2) Safety reviews are based on concepts called "familiarity" and "substantial equivalence."
o Familiarity is defined as “our knowledge of the characteristics of a plant species and experience with the use of that species in Canada.”
o Substantial equivalence is defined as “the equivalence of a novel trait within a particular plant species, in terms of its specific use and safety to the environment and human health, to those in that same species, that are in use and generally considered as safe in Canada, based on valid scientific rationale.”
3) Testing: no long term testing or monitoring is required, and there is no independent testing; instead the government relies on data provided by corporations.
Canada does not permit patenting of higher organisms; however, it does permit genes to be patented. The 2004 Supreme Court of Canada decision in Schmeiser v. Monsanto determined that if a gene-patented plant occurs in a farmer’s field without the patent-holder’s permission, regardless of how it got there and regardless of whether the farmer made use of the trait conferred by the gene, the farmer is guilty of patent infringement. To avoid legal action by patent holders, therefore, many farmers purchase gene-patented seed, pay royalties and agree to the company’s terms and conditions outlined in Technology Use Agreements or other contracts that prohibit saving seed for planting. As a result, farmers must purchase new seed every year.
Plant Breeders Rights
The Canadian Plant Breeders Rights (PBR) Act conforms with the International Union for the Protection of New Varieties of Plants (UPOV) 1978 standard. It grants property rights to the owners of new plant varieties, giving them18 years of exclusive rights to collect royalties on seed when it is sold. Under UPOV ’78, a seed owner cannot hold both patent rights and plant breeders’ rights on the same variety.

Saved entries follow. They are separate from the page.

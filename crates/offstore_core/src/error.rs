//! Error types for offstore core.
//!
//! Every error carries a [`Severity`], a [`Category`] and a numeric
//! [`ErrorCode`] so that callers can report failures uniformly.

use crate::types::Key;
use offstore_storage::StorageError;
use std::fmt;
use thiserror::Error;

/// Result type for core operations.
pub type CoreResult<T> = Result<T, CoreError>;

/// How bad an error is.
#[derive(Debug, Clone, Copy, PartialEq, Eq, PartialOrd, Ord, Hash)]
pub enum Severity {
    /// The operation failed but retrying later may succeed.
    Recoverable = 1,
    /// The operation cannot succeed without outside intervention.
    Critical = 2,
}

/// Which subsystem an error belongs to.
#[derive(Debug, Clone, Copy, PartialEq, Eq, Hash)]
pub enum Category {
    /// Offline storage.
    Storage = 9,
}

/// Stable numeric error codes.
#[derive(Debug, Clone, Copy, PartialEq, Eq, Hash)]
pub enum ErrorCode {
    /// The backend failed (I/O, journal, closed connection, ...).
    StorageFailure = 9001,
    /// The cell was destroyed before the operation ran.
    OperationAborted = 9002,
    /// A configured store does not exist in the connection's schema.
    StoreNotFound = 9003,
    /// A stored value could not be decoded, or a record could not be encoded.
    MalformedRecord = 9004,
    /// The operation is not allowed on this cell.
    OperationNotSupported = 9011,
    /// A requested key has no record.
    KeyNotFound = 9012,
}

impl fmt::Display for ErrorCode {
    fn fmt(&self, f: &mut fmt::Formatter<'_>) -> fmt::Result {
        write!(f, "{}", *self as u16)
    }
}

/// Errors that can occur in storage cell operations.
#[derive(Debug, Error)]
pub enum CoreError {
    /// Backend error.
    #[error("storage error: {0}")]
    Storage(#[source] StorageError),

    /// A requested key has no record in the store.
    #[error("{key} not found in store {store}")]
    KeyNotFound {
        /// Store that was searched.
        store: String,
        /// The first missing key.
        key: Key,
    },

    /// A write was issued on a read-only cell.
    #[error("{operation} is not supported on read-only store {store}")]
    OperationNotSupported {
        /// The rejected operation.
        operation: &'static str,
        /// Store the operation targeted.
        store: String,
    },

    /// A configured store name is missing from the schema.
    #[error("store not found: {name}")]
    StoreNotFound {
        /// Name of the store.
        name: String,
    },

    /// The cell was destroyed.
    #[error("storage cell has been destroyed")]
    Destroyed,

    /// A stored value does not decode as the expected record type.
    #[error("corrupt record {key} in store {store}: {message}")]
    CorruptRecord {
        /// Store holding the record.
        store: String,
        /// Key of the record.
        key: Key,
        /// Decoder message.
        message: String,
    },

    /// A record could not be encoded.
    #[error("record encoding failed: {message}")]
    Encode {
        /// Encoder message.
        message: String,
    },
}

impl From<StorageError> for CoreError {
    fn from(err: StorageError) -> Self {
        match err {
            StorageError::StoreNotFound { name } => Self::StoreNotFound { name },
            other => Self::Storage(other),
        }
    }
}

impl CoreError {
    /// Creates a key-not-found error.
    pub fn key_not_found(store: impl Into<String>, key: Key) -> Self {
        Self::KeyNotFound {
            store: store.into(),
            key,
        }
    }

    /// Creates an operation-not-supported error.
    pub fn not_supported(operation: &'static str, store: impl Into<String>) -> Self {
        Self::OperationNotSupported {
            operation,
            store: store.into(),
        }
    }

    /// Creates a corrupt-record error.
    pub fn corrupt_record(store: impl Into<String>, key: Key, message: impl Into<String>) -> Self {
        Self::CorruptRecord {
            store: store.into(),
            key,
            message: message.into(),
        }
    }

    /// Returns the severity of the error.
    #[must_use]
    pub fn severity(&self) -> Severity {
        match self {
            Self::Storage(StorageError::Io(_) | StorageError::DatabaseLocked) => {
                Severity::Recoverable
            }
            _ => Severity::Critical,
        }
    }

    /// Returns the category of the error.
    #[must_use]
    pub fn category(&self) -> Category {
        Category::Storage
    }

    /// Returns the numeric code of the error.
    #[must_use]
    pub fn code(&self) -> ErrorCode {
        match self {
            Self::Storage(_) => ErrorCode::StorageFailure,
            Self::KeyNotFound { .. } => ErrorCode::KeyNotFound,
            Self::OperationNotSupported { .. } => ErrorCode::OperationNotSupported,
            Self::StoreNotFound { .. } => ErrorCode::StoreNotFound,
            Self::Destroyed => ErrorCode::OperationAborted,
            Self::CorruptRecord { .. } | Self::Encode { .. } => ErrorCode::MalformedRecord,
        }
    }
}

#[cfg(test)]
mod tests {
    use super::*;

    #[test]
    fn store_not_found_is_lifted() {
        let err = CoreError::from(StorageError::store_not_found("manifest-store"));
        assert!(matches!(err, CoreError::StoreNotFound { ref name } if name == "manifest-store"));
        assert_eq!(err.code(), ErrorCode::StoreNotFound);
    }

    #[test]
    fn key_not_found_taxonomy() {
        let err = CoreError::key_not_found("segment-store", Key::from_raw(4));
        assert_eq!(err.severity(), Severity::Critical);
        assert_eq!(err.category(), Category::Storage);
        assert_eq!(err.code(), ErrorCode::KeyNotFound);
        assert_eq!(err.to_string(), "key:4 not found in store segment-store");
    }

    #[test]
    fn io_failures_are_recoverable() {
        let err = CoreError::from(StorageError::Io(std::io::Error::other("disk busy")));
        assert_eq!(err.severity(), Severity::Recoverable);
        assert_eq!(err.code(), ErrorCode::StorageFailure);
    }

    #[test]
    fn codes_are_stable() {
        assert_eq!(ErrorCode::KeyNotFound.to_string(), "9012");
        assert_eq!(CoreError::Destroyed.code() as u16, 9002);
    }
}
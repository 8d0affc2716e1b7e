//! Error types for storage operations.

use std::io;
use thiserror::Error;

/// Result type for storage operations.
pub type StorageResult<T> = Result<T, StorageError>;

/// Errors that can occur in the storage backend and its connections.
#[derive(Debug, Error)]
pub enum StorageError {
    /// An I/O error occurred.
    #[error("I/O error: {0}")]
    Io(#[from] io::Error),

    /// The journal is corrupted.
    #[error("journal corrupted: {0}")]
    Corrupted(String),

    /// The connection is closed.
    #[error("connection is closed")]
    Closed,

    /// A store name does not exist in the connection's schema.
    #[error("object store not found: {name}")]
    StoreNotFound {
        /// Name of the missing store.
        name: String,
    },

    /// A store with the same name already exists.
    #[error("object store already exists: {name}")]
    StoreExists {
        /// Name of the duplicate store.
        name: String,
    },

    /// The store exists but was not part of the transaction's scope.
    #[error("object store {name} is not in the transaction scope")]
    StoreNotInScope {
        /// Name of the store.
        name: String,
    },

    /// The requested schema version is older than the stored one.
    #[error("version mismatch: requested {requested}, stored {stored}")]
    VersionMismatch {
        /// Version passed to `open`.
        requested: u64,
        /// Version found in the journal.
        stored: u64,
    },

    /// The transaction already committed or aborted.
    #[error("transaction already finished")]
    TransactionFinished,

    /// Encoding or decoding of a journal entry failed.
    #[error("codec error: {0}")]
    Codec(String),

    /// Another process has the database open.
    #[error("database locked: another process has exclusive access")]
    DatabaseLocked,

    /// The database name cannot be mapped to a backend location.
    #[error("invalid database name: {0:?}")]
    InvalidName(String),

    /// A store without a key generator was asked to allocate a key, or the
    /// generator ran out of keys.
    #[error("key generator unavailable for store {name}")]
    KeyGeneratorExhausted {
        /// Name of the store.
        name: String,
    },
}

impl StorageError {
    /// Creates a corruption error.
    pub fn corrupted(message: impl Into<String>) -> Self {
        Self::Corrupted(message.into())
    }

    /// Creates a codec error.
    pub fn codec(message: impl Into<String>) -> Self {
        Self::Codec(message.into())
    }

    /// Creates a store-not-found error.
    pub fn store_not_found(name: impl Into<String>) -> Self {
        Self::StoreNotFound { name: name.into() }
    }
}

The federal government is expected to attempt to amend the PBR Act and related laws and regulations to conform with the UPOV 1991 standard. This newer regime confers greater rights on the PBR owner for a longer term, and makes it more expensive and difficult — in practice, impossible – for farmers to save and replant seed. It also permits simultaneous patent and PBR rights on the same variety. UPOV ’91 allows PBR owners to collect royalties at any point, including on the sale of the harvested crops grown from their seed varieties. Royalty collection rights are granted for at least 20 years under UPOV ’91.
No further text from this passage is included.